Jepson School and the Ethics Bowl Academic Competition

With debates over ethical issues coming to the forefront in society’s realms of politics, medicine, business, and law, students at the Jepson School have chosen to take a different approach to dealing with these prominent issues. Ethics Bowls allow students from different colleges and universities to come together in a competitive discussion over real-life ethical dilemmas.

The Virginia Foundation for Independent Colleges, comprised of 15 liberal arts colleges and universities in Virginia, held the first Ethics Bowl at the University of Richmond in 2000. Professor Joanne B. Ciulla, a founding Jepson faculty member, helped to create the VFIC Ethics Bowl with the hope of uniting the schools in Virginia while challenging the students by exposing them to the issues as well as local leaders in the fields of business, law, medicine, and government. Professor Douglas Hicks was the statewide faculty coordinator for the first VFIC Ethics Bowl. In 2007, four University of Richmond students, including two Jepson students, won the VFIC Ethics Bowl focusing on cases in “Ethics and Medicine.” More

The Association for Practical and Professional Ethics hosts the Intercollegiate Ethics Bowl. Started in 1994, the competition has become so popular that there has been a recent need for regional competitions. In order to advance to the national competition, teams must compete in one of 10 regional competitions and be one of the top scoring teams.

Teams are given several potential cases in order to prepare for the competition. The cases can deal with ethics in a variety of settings including the classroom, personal relationships, professions, society or politics. During the competition, a moderator poses questions to which the teams of three to five students must respond. The students are given one minute to come up with an answer to the moral dilemma at hand. The judges then ask a series of questions. Following this, the opposing team gets one minute to respond to the first team’s answers. Teams then switch roles and compete on a second case. Scores are based on intelligibility, focus on ethically relevant considerations, avoidance of ethical irrelevance, and deliberative thoughtfulness.
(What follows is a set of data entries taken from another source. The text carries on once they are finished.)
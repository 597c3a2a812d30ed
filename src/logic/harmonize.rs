//! Input Vocabulary Harmonization
//!
//! Maps loosely-typed client fields onto the exact Spanish vocabulary the
//! classifiers were trained on (comunas upper-cased, región collapsed to
//! its canonical token, accident labels de-accented and title-cased).
//! Pure functions, no I/O. Harmonizing an already-canonical record is a
//! no-op; every categorical key downstream passes through here exactly once.

use std::collections::{HashMap, HashSet};

use once_cell::sync::Lazy;
use serde::{Deserialize, Serialize};
use unicode_normalization::char::is_combining_mark;
use unicode_normalization::UnicodeNormalization;

use crate::constants::DEFAULT_CLASS_LABEL;

// ============================================================================
// CANONICAL VOCABULARY (must match the trained artifacts exactly)
// ============================================================================

/// Canonical token for the Región Metropolitana, as it appears in training data
pub const REGION_METROPOLITANA: &str = "METROPOLITANA";

/// Región spellings collapsed onto [`REGION_METROPOLITANA`]
static REGION_SYNONYMS: Lazy<HashSet<&'static str>> =
    Lazy::new(|| HashSet::from(["RM", "REGION METROPOLITANA", "METROPOLITANA"]));

/// Accident-label synonyms, keyed by accent-stripped lower-case input
static ACCIDENT_SYNONYMS: Lazy<HashMap<&'static str, &'static str>> = Lazy::new(|| {
    HashMap::from([
        ("colision", "Colision"),
        ("choque", "Colision"),
        ("atropello", "Atropello"),
        ("volcamiento", "Volcamiento"),
        ("incendio", "Incendio"),
        ("despiste", "Despiste"),
    ])
});

// ============================================================================
// RECORD TYPES
// ============================================================================

/// One incident exactly as the caller submitted it.
///
/// Locale-variant casing and accents are expected here; nothing has been
/// validated against the trained vocabulary yet.
#[derive(Debug, Clone, PartialEq, Serialize, Deserialize)]
pub struct RawRecord {
    /// Location identifier (comuna name or code)
    pub comuna: String,
    /// Región name, any spelling
    #[serde(default)]
    pub region: String,
    /// Accident-type label, free text
    #[serde(default)]
    pub tipo_accidente: String,
    /// Minor-injury count
    #[serde(default)]
    pub leves: f64,
    /// Incident date, "YYYY-MM-DD" expected
    pub fecha: String,
    /// Free-text class label, consulted only when no accident type is given
    #[serde(default)]
    pub clase_accid: Option<String>,
}

/// A [`RawRecord`] after harmonization.
///
/// Every field used as a categorical key later has been normalized here
/// exactly once. The date stays a string; parsing is deferred to the
/// feature builder so a bad date can degrade instead of failing.
#[derive(Debug, Clone, PartialEq, Serialize, Deserialize)]
pub struct CanonicalRecord {
    pub comuna: String,
    pub region: String,
    pub claseaccid: String,
    pub leves: f64,
    pub fecha: String,
}

// ============================================================================
// NORMALIZATION RULES
// ============================================================================

/// Decompose to NFD and drop combining marks ("Colisión" -> "Colision").
pub fn strip_accents(s: &str) -> String {
    s.nfd().filter(|c| !is_combining_mark(*c)).collect()
}

/// Upper-case, de-accented, trimmed location token.
pub fn normalize_comuna(raw: &str) -> String {
    strip_accents(raw).to_uppercase().trim().to_string()
}

/// Collapse known Metropolitana spellings onto the canonical token.
///
/// Unrecognized regiones pass through upper-cased, never rejected; the
/// alignment step absorbs unknown categories as zero indicator slices.
pub fn normalize_region(raw: &str) -> String {
    let v = strip_accents(raw).to_uppercase().trim().to_string();
    if REGION_SYNONYMS.contains(v.as_str()) {
        REGION_METROPOLITANA.to_string()
    } else {
        v
    }
}

/// Build the class label the schema expects from a free-text accident type.
///
/// De-accented and lower-cased for the synonym lookup; anything the table
/// does not know is title-cased word-wise instead.
pub fn normalize_accident_label(raw: &str) -> String {
    let stripped = strip_accents(raw).to_lowercase();
    let v = stripped.trim();
    match ACCIDENT_SYNONYMS.get(v) {
        Some(canonical) => (*canonical).to_string(),
        None => title_case(v),
    }
}

/// Word-wise title casing ("caida de vehiculo" -> "Caida De Vehiculo").
fn title_case(s: &str) -> String {
    let mut out = String::with_capacity(s.len());
    let mut prev_alpha = false;
    for c in s.chars() {
        if c.is_alphabetic() {
            if prev_alpha {
                out.extend(c.to_lowercase());
            } else {
                out.extend(c.to_uppercase());
            }
            prev_alpha = true;
        } else {
            out.push(c);
            prev_alpha = false;
        }
    }
    out
}

/// Harmonize one record. Pure, idempotent, never fails.
pub fn harmonize(raw: &RawRecord) -> CanonicalRecord {
    CanonicalRecord {
        comuna: normalize_comuna(&raw.comuna),
        region: normalize_region(&raw.region),
        claseaccid: derive_class_label(raw),
        leves: raw.leves,
        fecha: raw.fecha.trim().to_string(),
    }
}

/// Class-label precedence: accident type, then free-text class label,
/// then the fixed default.
fn derive_class_label(raw: &RawRecord) -> String {
    let tipo = raw.tipo_accidente.trim();
    if !tipo.is_empty() {
        return normalize_accident_label(tipo);
    }
    if let Some(clase) = raw.clase_accid.as_deref() {
        if !clase.trim().is_empty() {
            return normalize_accident_label(clase);
        }
    }
    DEFAULT_CLASS_LABEL.to_string()
}

#[cfg(test)]
mod tests {
    use super::*;

    fn raw(comuna: &str, region: &str, tipo: &str) -> RawRecord {
        RawRecord {
            comuna: comuna.to_string(),
            region: region.to_string(),
            tipo_accidente: tipo.to_string(),
            leves: 0.0,
            fecha: "2021-06-15".to_string(),
            clase_accid: None,
        }
    }

    #[test]
    fn test_strip_accents_removes_diacritics() {
        assert_eq!(strip_accents("Colisión"), "Colision");
        assert_eq!(strip_accents("Ñuñoa"), "Nunoa");
        assert_eq!(strip_accents("sin acentos"), "sin acentos");
    }

    #[test]
    fn test_comuna_upper_cased_and_trimmed() {
        assert_eq!(normalize_comuna("  Ñuñoa "), "NUNOA");
        assert_eq!(normalize_comuna("maipú"), "MAIPU");
    }

    #[test]
    fn test_region_synonyms_collapse() {
        assert_eq!(normalize_region("rm"), "METROPOLITANA");
        assert_eq!(normalize_region("Región Metropolitana"), "METROPOLITANA");
        assert_eq!(normalize_region("METROPOLITANA"), "METROPOLITANA");
    }

    #[test]
    fn test_unknown_region_passes_through_upper_cased() {
        assert_eq!(normalize_region("Valparaíso"), "VALPARAISO");
    }

    #[test]
    fn test_accident_synonyms() {
        assert_eq!(normalize_accident_label("CHOQUE"), "Colision");
        assert_eq!(normalize_accident_label("Colisión"), "Colision");
        assert_eq!(normalize_accident_label(" atropello "), "Atropello");
    }

    #[test]
    fn test_unmapped_label_title_cased() {
        assert_eq!(
            normalize_accident_label("caida de vehiculo"),
            "Caida De Vehiculo"
        );
    }

    #[test]
    fn test_class_label_precedence() {
        let mut r = raw("NUNOA", "RM", "");
        r.clase_accid = Some("choque".to_string());
        assert_eq!(harmonize(&r).claseaccid, "Colision");

        r.clase_accid = None;
        assert_eq!(harmonize(&r).claseaccid, DEFAULT_CLASS_LABEL);

        r.tipo_accidente = "volcamiento".to_string();
        assert_eq!(harmonize(&r).claseaccid, "Volcamiento");
    }

    #[test]
    fn test_harmonize_is_idempotent() {
        let first = harmonize(&raw(" Peñalolén ", "region metropolitana", "colisión"));
        let again = harmonize(&RawRecord {
            comuna: first.comuna.clone(),
            region: first.region.clone(),
            tipo_accidente: first.claseaccid.clone(),
            leves: first.leves,
            fecha: first.fecha.clone(),
            clase_accid: None,
        });
        assert_eq!(first, again);
    }
}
University of Richmond students first participated in the IEB in 2000 under the leadership of Terry L. Price. Since then, Richmond students have consistently participated in the competition under the coaching of Jepson faculty members Ciulla and Price. In the 2007-08 academic year, Price coached students chosen from his ethics class for the competition in November at the University of North Carolina--Chapel Hill. The Donchian Project has allowed for Richmond students to participate in the IEB for the past two years and will continue to fund their participation for the next several years.